::: DATA FOR THE TASK :::

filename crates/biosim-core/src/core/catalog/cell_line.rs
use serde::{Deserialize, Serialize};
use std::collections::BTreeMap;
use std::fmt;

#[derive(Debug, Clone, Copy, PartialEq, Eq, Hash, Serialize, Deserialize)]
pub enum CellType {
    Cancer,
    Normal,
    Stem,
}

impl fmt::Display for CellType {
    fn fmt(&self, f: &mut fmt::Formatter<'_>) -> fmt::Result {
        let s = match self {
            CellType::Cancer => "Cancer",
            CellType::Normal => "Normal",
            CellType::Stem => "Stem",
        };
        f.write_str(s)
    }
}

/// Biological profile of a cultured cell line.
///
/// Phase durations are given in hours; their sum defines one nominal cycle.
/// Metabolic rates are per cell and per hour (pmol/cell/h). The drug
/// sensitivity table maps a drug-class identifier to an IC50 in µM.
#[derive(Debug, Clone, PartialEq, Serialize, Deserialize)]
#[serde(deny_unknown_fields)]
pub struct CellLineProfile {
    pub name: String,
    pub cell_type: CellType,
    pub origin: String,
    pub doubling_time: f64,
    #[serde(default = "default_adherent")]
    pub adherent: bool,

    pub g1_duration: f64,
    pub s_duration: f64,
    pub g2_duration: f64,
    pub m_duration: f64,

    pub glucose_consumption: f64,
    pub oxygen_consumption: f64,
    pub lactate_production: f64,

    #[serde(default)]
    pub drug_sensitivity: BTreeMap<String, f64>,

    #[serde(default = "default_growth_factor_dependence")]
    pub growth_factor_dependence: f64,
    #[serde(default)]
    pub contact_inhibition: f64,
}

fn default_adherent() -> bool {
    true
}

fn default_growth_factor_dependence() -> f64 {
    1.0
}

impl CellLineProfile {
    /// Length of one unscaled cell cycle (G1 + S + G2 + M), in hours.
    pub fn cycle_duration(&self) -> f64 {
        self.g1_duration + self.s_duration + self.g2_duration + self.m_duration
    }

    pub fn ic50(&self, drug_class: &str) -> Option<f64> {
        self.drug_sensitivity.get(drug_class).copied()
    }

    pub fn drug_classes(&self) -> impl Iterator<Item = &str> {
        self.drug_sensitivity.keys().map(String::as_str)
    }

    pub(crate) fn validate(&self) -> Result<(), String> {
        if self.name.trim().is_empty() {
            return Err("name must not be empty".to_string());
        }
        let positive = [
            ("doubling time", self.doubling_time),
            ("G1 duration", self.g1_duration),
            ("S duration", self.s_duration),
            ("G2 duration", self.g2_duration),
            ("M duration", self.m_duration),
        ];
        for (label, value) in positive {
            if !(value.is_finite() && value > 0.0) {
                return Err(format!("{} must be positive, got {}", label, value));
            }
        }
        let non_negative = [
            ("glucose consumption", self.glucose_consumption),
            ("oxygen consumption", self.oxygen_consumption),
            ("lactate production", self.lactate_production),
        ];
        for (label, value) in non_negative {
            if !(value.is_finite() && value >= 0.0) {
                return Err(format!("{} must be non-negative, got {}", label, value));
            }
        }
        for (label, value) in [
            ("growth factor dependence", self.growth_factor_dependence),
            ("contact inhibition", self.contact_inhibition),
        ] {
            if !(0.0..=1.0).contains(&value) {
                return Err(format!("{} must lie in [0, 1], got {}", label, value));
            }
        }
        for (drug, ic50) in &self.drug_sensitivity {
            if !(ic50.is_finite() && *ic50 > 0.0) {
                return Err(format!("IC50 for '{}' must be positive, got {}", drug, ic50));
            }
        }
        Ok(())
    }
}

:::
::: DATA FOR THE TASK :::

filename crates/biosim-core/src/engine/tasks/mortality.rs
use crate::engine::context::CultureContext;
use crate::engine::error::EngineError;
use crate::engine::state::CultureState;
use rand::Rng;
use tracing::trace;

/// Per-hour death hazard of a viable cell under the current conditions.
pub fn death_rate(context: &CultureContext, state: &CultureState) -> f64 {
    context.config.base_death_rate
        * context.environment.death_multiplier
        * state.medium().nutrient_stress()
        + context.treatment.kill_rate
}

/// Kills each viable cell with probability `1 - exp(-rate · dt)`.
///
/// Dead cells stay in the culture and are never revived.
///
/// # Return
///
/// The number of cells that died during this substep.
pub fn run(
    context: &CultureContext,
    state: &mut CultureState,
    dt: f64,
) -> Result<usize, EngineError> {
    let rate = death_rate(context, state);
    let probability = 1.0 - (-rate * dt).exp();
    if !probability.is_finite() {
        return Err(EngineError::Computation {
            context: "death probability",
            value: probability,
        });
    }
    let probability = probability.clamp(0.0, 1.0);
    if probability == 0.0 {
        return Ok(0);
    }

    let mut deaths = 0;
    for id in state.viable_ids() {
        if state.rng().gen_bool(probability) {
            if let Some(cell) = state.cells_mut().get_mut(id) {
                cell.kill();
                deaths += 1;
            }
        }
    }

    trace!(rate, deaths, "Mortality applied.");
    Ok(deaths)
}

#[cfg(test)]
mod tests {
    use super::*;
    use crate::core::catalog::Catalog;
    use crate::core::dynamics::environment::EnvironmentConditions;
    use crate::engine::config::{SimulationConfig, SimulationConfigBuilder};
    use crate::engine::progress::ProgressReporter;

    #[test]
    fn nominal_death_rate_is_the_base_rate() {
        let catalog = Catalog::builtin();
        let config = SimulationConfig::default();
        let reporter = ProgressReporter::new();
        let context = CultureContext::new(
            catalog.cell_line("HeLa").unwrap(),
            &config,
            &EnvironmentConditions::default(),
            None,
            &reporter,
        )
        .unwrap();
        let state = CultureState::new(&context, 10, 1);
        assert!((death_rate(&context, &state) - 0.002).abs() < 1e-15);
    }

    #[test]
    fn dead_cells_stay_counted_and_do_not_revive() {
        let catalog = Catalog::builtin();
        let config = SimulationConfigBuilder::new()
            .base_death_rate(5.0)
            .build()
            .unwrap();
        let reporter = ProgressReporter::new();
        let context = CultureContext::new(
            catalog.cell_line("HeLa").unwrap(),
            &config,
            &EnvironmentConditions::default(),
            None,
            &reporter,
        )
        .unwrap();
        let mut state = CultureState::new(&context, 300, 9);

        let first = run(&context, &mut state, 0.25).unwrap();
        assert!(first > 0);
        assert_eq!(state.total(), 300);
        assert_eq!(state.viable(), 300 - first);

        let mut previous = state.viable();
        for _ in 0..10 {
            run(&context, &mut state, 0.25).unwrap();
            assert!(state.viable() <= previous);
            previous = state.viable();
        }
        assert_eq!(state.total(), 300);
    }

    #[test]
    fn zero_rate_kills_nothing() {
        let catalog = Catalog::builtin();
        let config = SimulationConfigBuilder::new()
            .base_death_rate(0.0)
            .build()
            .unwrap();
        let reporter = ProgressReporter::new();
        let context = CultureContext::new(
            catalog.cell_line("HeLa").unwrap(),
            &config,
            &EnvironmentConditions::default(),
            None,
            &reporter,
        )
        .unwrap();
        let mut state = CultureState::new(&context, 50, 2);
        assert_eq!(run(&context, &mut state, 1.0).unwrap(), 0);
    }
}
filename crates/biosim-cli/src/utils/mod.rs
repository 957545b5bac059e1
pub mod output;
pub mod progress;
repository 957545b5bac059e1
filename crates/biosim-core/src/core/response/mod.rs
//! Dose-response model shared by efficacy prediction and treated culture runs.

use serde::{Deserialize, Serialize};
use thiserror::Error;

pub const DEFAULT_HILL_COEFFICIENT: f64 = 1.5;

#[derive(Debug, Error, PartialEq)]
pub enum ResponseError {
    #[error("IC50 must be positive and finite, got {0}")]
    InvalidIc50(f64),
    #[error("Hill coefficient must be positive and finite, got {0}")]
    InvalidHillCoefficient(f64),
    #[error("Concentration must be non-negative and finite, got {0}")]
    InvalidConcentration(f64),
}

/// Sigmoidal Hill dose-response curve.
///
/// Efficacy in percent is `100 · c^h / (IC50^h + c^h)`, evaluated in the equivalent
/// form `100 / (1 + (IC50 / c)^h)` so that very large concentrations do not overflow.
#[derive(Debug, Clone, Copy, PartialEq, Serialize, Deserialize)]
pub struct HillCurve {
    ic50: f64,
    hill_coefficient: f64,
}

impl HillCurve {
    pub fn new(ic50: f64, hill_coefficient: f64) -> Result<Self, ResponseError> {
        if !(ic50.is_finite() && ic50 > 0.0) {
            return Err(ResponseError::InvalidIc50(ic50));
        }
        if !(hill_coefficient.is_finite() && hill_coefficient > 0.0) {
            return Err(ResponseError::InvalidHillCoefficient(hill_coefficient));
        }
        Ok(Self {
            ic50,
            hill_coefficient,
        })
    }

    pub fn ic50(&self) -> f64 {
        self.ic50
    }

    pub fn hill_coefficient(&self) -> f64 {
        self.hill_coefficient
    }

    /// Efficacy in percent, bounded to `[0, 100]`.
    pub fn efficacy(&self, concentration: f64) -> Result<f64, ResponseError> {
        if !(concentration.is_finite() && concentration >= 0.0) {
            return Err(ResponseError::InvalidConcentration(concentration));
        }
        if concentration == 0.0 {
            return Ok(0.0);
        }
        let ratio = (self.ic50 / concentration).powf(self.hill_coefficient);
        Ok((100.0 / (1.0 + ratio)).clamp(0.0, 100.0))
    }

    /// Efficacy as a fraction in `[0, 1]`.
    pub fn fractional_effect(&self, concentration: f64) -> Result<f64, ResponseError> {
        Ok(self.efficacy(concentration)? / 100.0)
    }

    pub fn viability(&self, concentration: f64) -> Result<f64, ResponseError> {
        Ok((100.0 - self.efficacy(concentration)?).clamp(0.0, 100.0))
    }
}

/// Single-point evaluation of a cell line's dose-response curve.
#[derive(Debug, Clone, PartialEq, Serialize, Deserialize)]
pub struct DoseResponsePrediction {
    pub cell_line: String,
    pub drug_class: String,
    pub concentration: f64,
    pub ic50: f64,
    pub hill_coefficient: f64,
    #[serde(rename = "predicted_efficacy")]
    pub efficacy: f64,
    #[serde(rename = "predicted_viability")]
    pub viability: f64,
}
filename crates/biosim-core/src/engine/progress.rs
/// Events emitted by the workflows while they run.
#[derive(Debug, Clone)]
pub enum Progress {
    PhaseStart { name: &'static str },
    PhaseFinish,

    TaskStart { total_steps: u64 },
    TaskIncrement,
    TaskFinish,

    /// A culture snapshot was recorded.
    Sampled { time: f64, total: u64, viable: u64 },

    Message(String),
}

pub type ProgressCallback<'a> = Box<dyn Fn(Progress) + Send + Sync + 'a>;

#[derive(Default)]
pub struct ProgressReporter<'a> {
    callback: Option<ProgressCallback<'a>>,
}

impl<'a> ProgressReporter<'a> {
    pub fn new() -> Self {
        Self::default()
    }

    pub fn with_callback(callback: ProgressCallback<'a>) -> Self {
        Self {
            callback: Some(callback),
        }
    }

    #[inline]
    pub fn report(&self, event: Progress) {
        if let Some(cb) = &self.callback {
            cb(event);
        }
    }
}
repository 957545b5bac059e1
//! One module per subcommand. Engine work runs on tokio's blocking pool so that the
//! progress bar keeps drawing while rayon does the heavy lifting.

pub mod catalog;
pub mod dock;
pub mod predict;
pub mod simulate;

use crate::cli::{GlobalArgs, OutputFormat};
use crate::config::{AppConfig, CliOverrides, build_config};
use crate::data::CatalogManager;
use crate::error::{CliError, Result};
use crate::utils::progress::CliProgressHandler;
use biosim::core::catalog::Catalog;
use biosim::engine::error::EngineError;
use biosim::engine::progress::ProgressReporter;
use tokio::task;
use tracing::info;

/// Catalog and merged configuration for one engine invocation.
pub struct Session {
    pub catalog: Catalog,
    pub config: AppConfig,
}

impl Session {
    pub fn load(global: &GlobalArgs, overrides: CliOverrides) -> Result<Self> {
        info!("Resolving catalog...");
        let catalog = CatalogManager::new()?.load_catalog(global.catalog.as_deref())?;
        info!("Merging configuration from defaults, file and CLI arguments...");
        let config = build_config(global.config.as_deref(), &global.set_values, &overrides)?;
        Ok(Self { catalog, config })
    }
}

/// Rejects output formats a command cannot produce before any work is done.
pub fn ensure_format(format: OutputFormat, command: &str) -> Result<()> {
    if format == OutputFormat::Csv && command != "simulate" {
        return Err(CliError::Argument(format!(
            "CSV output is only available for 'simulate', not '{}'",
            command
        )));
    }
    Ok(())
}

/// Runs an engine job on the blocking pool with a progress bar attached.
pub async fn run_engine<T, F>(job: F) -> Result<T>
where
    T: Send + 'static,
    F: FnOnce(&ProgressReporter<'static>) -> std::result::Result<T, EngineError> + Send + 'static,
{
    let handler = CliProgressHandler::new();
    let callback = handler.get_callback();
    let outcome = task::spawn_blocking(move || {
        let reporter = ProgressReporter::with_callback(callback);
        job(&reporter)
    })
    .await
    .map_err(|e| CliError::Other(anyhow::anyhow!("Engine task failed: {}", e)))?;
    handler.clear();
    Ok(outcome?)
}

:::

■ YOUR TASK
A line qualifies when it holds the word "ProgressCallback"; report all qualifying lines from the records above.

■ RESULT OF THIS EXERCISE
pub type ProgressCallback<'a> = Box<dyn Fn(Progress) + Send + Sync + 'a>;
    callback: Option<ProgressCallback<'a>>,
    pub fn with_callback(callback: ProgressCallback<'a>) -> Self {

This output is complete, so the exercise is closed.